• DATASET EXTRACT
* * *

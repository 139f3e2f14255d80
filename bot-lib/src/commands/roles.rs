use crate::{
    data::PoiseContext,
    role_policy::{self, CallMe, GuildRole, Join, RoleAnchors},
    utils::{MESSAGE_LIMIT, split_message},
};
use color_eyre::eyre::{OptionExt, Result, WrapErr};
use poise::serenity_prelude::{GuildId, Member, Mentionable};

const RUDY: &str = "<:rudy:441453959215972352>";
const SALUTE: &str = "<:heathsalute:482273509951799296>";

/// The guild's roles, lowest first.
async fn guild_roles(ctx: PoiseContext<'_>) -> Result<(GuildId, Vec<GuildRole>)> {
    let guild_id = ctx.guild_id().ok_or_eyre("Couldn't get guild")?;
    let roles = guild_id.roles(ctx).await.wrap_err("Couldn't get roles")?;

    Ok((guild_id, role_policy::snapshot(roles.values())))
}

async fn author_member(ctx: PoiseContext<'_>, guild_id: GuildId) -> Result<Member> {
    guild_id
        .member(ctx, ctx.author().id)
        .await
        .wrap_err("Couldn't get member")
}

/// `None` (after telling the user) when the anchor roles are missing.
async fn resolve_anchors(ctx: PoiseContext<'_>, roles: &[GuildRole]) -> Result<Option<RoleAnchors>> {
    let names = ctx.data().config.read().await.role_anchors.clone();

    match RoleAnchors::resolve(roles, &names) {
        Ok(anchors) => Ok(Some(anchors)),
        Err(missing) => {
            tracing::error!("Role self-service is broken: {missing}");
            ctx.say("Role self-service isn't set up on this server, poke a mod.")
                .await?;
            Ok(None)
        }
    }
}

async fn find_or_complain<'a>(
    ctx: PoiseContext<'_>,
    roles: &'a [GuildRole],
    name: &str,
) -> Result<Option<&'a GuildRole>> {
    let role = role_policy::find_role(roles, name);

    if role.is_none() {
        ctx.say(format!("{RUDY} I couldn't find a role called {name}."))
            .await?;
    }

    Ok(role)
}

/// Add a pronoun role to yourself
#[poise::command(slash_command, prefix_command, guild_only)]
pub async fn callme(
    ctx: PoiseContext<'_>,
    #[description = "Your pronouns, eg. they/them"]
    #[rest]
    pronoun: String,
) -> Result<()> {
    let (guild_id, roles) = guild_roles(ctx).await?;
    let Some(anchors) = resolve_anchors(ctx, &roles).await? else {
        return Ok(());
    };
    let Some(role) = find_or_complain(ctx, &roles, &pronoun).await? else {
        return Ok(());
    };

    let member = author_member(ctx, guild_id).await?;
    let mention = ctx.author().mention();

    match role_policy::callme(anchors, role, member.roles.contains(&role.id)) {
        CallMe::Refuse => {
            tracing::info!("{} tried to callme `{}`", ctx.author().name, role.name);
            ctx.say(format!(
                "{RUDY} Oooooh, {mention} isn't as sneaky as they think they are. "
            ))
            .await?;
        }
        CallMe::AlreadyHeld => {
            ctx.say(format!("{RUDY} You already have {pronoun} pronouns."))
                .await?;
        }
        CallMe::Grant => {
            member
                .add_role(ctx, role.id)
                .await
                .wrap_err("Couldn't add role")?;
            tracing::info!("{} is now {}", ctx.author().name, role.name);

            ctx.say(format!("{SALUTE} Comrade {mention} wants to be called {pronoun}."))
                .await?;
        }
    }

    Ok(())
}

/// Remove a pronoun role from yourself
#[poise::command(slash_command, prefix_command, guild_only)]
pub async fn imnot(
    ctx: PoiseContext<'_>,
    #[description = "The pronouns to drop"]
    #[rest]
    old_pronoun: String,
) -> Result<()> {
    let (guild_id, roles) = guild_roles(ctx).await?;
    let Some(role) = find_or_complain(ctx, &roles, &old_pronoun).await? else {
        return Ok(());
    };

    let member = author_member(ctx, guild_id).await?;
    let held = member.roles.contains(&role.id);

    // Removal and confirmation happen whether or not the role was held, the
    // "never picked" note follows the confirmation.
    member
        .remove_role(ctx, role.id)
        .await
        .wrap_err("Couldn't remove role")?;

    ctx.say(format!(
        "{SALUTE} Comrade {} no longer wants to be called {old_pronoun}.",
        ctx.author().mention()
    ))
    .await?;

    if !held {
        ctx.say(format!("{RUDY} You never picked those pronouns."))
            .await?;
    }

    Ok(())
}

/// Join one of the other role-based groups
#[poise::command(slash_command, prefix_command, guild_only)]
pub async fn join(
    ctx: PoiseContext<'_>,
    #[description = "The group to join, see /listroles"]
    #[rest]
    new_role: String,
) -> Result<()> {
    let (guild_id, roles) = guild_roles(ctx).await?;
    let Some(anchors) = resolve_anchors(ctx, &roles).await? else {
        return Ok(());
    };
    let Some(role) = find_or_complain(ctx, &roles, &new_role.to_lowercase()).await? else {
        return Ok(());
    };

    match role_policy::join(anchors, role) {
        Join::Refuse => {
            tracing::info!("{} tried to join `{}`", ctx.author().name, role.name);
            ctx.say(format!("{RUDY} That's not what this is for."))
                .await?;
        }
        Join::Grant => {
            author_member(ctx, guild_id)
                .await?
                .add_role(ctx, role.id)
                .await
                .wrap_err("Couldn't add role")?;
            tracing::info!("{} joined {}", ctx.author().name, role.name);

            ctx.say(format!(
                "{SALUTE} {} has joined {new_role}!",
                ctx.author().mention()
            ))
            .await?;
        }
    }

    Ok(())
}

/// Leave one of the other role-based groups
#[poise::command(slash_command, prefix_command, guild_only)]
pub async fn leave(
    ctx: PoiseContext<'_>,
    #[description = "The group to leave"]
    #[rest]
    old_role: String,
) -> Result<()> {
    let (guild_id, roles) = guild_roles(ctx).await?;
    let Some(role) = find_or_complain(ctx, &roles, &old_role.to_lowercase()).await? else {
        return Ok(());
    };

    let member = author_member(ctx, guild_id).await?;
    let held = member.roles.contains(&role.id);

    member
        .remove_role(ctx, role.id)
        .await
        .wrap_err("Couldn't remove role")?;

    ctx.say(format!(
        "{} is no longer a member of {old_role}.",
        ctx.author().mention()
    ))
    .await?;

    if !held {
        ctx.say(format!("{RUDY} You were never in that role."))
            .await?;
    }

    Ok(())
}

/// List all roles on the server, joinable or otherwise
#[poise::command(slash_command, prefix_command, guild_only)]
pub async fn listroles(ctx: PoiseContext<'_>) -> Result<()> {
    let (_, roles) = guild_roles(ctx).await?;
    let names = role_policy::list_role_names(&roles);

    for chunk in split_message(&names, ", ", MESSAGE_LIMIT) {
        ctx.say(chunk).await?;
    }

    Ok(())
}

* * *

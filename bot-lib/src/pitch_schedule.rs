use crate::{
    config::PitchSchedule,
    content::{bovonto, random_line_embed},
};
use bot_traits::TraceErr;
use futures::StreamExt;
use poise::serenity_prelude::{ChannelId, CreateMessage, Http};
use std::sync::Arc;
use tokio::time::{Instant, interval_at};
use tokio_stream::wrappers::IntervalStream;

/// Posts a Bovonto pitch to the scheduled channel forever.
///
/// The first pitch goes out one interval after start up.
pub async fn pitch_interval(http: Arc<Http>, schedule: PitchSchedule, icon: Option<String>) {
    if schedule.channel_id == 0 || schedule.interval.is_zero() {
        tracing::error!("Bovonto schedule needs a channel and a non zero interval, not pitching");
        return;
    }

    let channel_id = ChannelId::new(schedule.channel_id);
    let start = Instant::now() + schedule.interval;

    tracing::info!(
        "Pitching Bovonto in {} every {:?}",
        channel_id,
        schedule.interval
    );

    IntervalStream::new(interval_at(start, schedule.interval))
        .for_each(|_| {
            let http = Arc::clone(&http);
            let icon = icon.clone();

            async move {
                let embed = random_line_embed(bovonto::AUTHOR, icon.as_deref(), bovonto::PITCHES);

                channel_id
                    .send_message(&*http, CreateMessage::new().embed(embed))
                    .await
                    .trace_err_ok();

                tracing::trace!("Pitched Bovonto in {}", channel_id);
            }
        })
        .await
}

* * *

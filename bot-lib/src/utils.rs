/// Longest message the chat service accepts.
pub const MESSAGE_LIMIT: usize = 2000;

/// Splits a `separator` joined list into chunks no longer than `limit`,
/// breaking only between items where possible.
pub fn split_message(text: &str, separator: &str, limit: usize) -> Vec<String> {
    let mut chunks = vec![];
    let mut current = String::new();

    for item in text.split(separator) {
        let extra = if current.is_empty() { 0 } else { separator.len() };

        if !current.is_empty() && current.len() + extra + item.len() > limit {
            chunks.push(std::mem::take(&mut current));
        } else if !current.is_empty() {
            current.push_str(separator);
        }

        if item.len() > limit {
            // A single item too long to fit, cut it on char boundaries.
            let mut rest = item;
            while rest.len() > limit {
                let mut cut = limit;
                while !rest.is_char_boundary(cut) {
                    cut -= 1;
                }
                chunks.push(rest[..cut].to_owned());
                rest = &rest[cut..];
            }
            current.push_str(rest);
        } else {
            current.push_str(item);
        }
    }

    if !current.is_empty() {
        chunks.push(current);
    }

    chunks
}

* * *

• EXERCISE DETAILS
Which lines above run from the one containing "filename bot-lib/src/commands/roles.rs" to the one containing "async fn guild_roles(ctx: PoiseContext<'_>)"? Give them again exactly, both ends included.

• TASK RESULT
filename bot-lib/src/commands/roles.rs
use crate::{
    data::PoiseContext,
    role_policy::{self, CallMe, GuildRole, Join, RoleAnchors},
    utils::{MESSAGE_LIMIT, split_message},
};
use color_eyre::eyre::{OptionExt, Result, WrapErr};
use poise::serenity_prelude::{GuildId, Member, Mentionable};

const RUDY: &str = "<:rudy:441453959215972352>";
const SALUTE: &str = "<:heathsalute:482273509951799296>";

/// The guild's roles, lowest first.
async fn guild_roles(ctx: PoiseContext<'_>) -> Result<(GuildId, Vec<GuildRole>)> {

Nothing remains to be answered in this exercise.